J : Le leader Bobby Liebling qui est complètement allumé. Il est était adorable et à dessiner c’était du bonheur ! Il était complètement déconcentré.

S : Pourtant il racontait des choses intéressantes !

J : Aucune idée ! L’anglais ce n’est vraiment pas ça !

S : Sinon Wardruna sur scène c’est toujours un truc de fou, tu as la dimension musicale et c’est aussi mystique.

J : Je me souviens qu’avant le Hellfest, je faisais des kilomètres pour voir des groupes dans des petites salles et j’étais toujours impressionné. Parfois, c’était au fin fond d’un trou paumé, je zonais dans les gares parce que je ne pouvais pas rentrer chez moi. Donc le Hellfest désacralise un peu le truc, mais c’est vrai que la première année pour Venom par exemple c’était impressionnant mais le temps faisant on s’habitue.

S : Après il y avait quand même beaucoup de groupes que je n’avais jamais vus et que j’attendais avec impatience. Alice Cooper, aussi ! C’est mythique, j’ai les cassettes depuis mes 13 ans ! Alice Cooper et Metalchurch étaient des groupes que je voulais vraiment voir et, à chaque fois qu’ils passaient dans ma ville, je ne pouvais pas les voir ! Une vraie malédiction. Il y a aussi Clutch, c’était une de mes plus belles interviews, c’est un mec qui a une vision de la musique hyper-pertinente, c’est humainement que j’ai appris pleins de trucs.

J : On peut parler de la première fois au Leclerc de Clisson ! Je cherchais quelqu’un qui n’était pas un métalleux.

S : Il y a Magma aussi, qui m’a étonnée, je ne m’attendais pas à voir les gens bouger autant. J’ai l’habitude de les voir au Trianon où personne ne bouge. J’étais hyper surprise !

Pourquoi avoir mis en place un financement participatif ?

S : Tout simplement parce que l’on n’a pas les fonds ! Sans financement, on ne pourrait pas l’imprimer, c’est un sacré coût.

J : Là on fait un gros bouquin cartonné de 300 pages. Il y a la fabrication du bouquin, on paye également le graphiste…

S : Ce n’est pas facile parce qu’à la base on est auteurs, moi journaliste, j’ai appris à être éditrice sur ce projet. C’est comme vendre le projet, ce sont des trucs où on n’avait aucune expérience.

Quelles sont vos influences dans le monde de la BD ou du journalisme ?
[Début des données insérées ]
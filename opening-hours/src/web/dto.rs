//! Data transfer objects for web requests and responses.

use serde::{Deserialize, Serialize};

use crate::domain::{Weekday, WeeklySchedule};
use crate::format::{day_hours, describe_status, to_12_hour};
use crate::status::{Moment, OpenState, Status, Transition};

/// Query for the hours endpoint.
#[derive(Debug, Deserialize)]
pub struct HoursRequest {
    /// Raw `opening_hours` value, e.g. "mo-fr 09:00-17:00"
    pub opening_hours: Option<String>,

    /// Two-letter day code (defaults to today)
    pub day: Option<String>,

    /// Time in HH:MM format (defaults to now)
    pub time: Option<String>,
}

/// Open/closed state as sent over the wire.
#[derive(Debug, Clone, Copy, PartialEq, Eq, Serialize)]
#[serde(rename_all = "lowercase")]
pub enum StateResult {
    Open,
    Closed,
    Unknown,
}

impl From<OpenState> for StateResult {
    fn from(state: OpenState) -> Self {
        match state {
            OpenState::Open => StateResult::Open,
            OpenState::Closed => StateResult::Closed,
            OpenState::Unknown => StateResult::Unknown,
        }
    }
}

/// The next opening or closing.
#[derive(Debug, Serialize)]
pub struct TransitionResult {
    /// Day name, e.g. "Monday"
    pub day: String,

    /// 24-hour time, e.g. "17:00"
    pub time: String,

    /// 12-hour time, e.g. "5:00 PM"
    pub display: String,
}

impl From<Transition> for TransitionResult {
    fn from(tr: Transition) -> Self {
        Self {
            day: tr.day.name().to_string(),
            time: tr.time.to_string(),
            display: to_12_hour(tr.time),
        }
    }
}

/// Hours for one day of the week.
#[derive(Debug, Serialize)]
pub struct DayHoursResult {
    /// Day name
    pub day: String,

    /// Opening time (HH:MM), absent when closed
    pub open: Option<String>,

    /// Closing time (HH:MM), absent when closed
    pub close: Option<String>,

    /// Human-readable hours, e.g. "9:00 AM - 5:00 PM" or "closed"
    pub display: String,
}

/// Response for the hours endpoint.
#[derive(Debug, Serialize)]
pub struct HoursResponse {
    /// Current state
    pub state: StateResult,

    /// One-line status, e.g. "Open until 5:00 PM"
    pub summary: String,

    /// Next change of state, if known
    pub transition: Option<TransitionResult>,

    /// Per-day hours, Monday first (empty when no hours are known)
    pub week: Vec<DayHoursResult>,

    /// Why hours are unknown, when they are
    pub note: Option<String>,
}

impl HoursResponse {
    /// Build the response for a parsed schedule.
    pub fn from_schedule(schedule: &WeeklySchedule, status: &Status, now: Moment) -> Self {
        let week = if schedule.is_seasonal() {
            Vec::new()
        } else {
            Weekday::ALL
                .into_iter()
                .map(|day| {
                    let interval = schedule.interval_for(day);
                    DayHoursResult {
                        day: day.name().to_string(),
                        open: interval.map(|iv| iv.open().to_string()),
                        close: interval.map(|iv| iv.close().to_string()),
                        display: day_hours(schedule, day),
                    }
                })
                .collect()
        };

        Self {
            state: status.state.into(),
            summary: describe_status(status, now),
            transition: status.transition.map(TransitionResult::from),
            week,
            note: schedule
                .is_seasonal()
                .then(|| "hours vary by season".to_string()),
        }
    }

    /// Build the response when the text held no schedule information.
    pub fn unknown(note: String, now: Moment) -> Self {
        Self {
            state: StateResult::Unknown,
            summary: describe_status(&Status::unknown(), now),
            transition: None,
            week: Vec::new(),
            note: Some(note),
        }
    }
}

/// Error response.
#[derive(Debug, Serialize)]
pub struct ErrorResponse {
    pub error: String,
}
S : Alors moi dans la BD je suis plutôt science-fiction des années 80, j’ai commencé avec Druillet dont je suis très fan. Après avec Litteul Kevin ou Mammouth&Piston dans un registre un peu plus rock’n’roll. Maintenant je suis plus sur la BD reportage, les romans autobiographiques. Je lis moins de fiction en BD.

J : Moi c’est plutôt des influences graphiques. Mais aussi la scène franco-belge underground des années 80, comme Villemin. J’aime aussi beaucoup les dessinateurs de presse, l’esprit Hara-Kiri, c’est une sorte d’ancien Charlie Hebdo. Après, beaucoup de trucs autobiographiques qui ont une touche humoristique. Jean-Christophe Menu est aussi une grande inspiration sur le côté rock justement. Je ne suis pas forcément influencé graphiquement mais il a été l’un des premiers à parler de rock de manière autobiographique en parlant vraiment de ce qu’il aimait, même s’il parlait plus de rock indé et de garage rock, mais c’est le premier à parler de ses goûts personnels et j’ai vu que c’était possible de parler de rock en non-fiction. Je trouve que c’est plus facile de se représenter dans un récit parce que tu es plus objectif, forcément, puisque c’est déjà sur tes propres expériences. Je trouve ça plus intéressant que de créer un personnage de A à Z. Même pour les gens, c’est plus simple de s’identifier.

Quels sont vos parcours, vos formations ?


S : J’ai passé le Bac, après j’ai passé cinq ans à organiser des raves, à vivre dans des camions à droite à gauche, après j’ai voulu faire ça de façon un peu plus officielle, donc j’ai fait une formation de régisseur technique, donc j’ai travaillé dans la technique du spectacle pendant 5 ou 6 ans. Je suis ensuite retournée à Bordeaux d’où je suis originaire et un ami m’a dit qu’un magazine cherchait des pigistes donc j’y suis allée et j’ai commencé par être bénévole, après pigiste, puis en CDD, puis en CDI, moralité j’y suis restée 14 ans. J’y suis toujours, même si j’ai démissionné de mon temps plein en février mais je continue à écrire des articles.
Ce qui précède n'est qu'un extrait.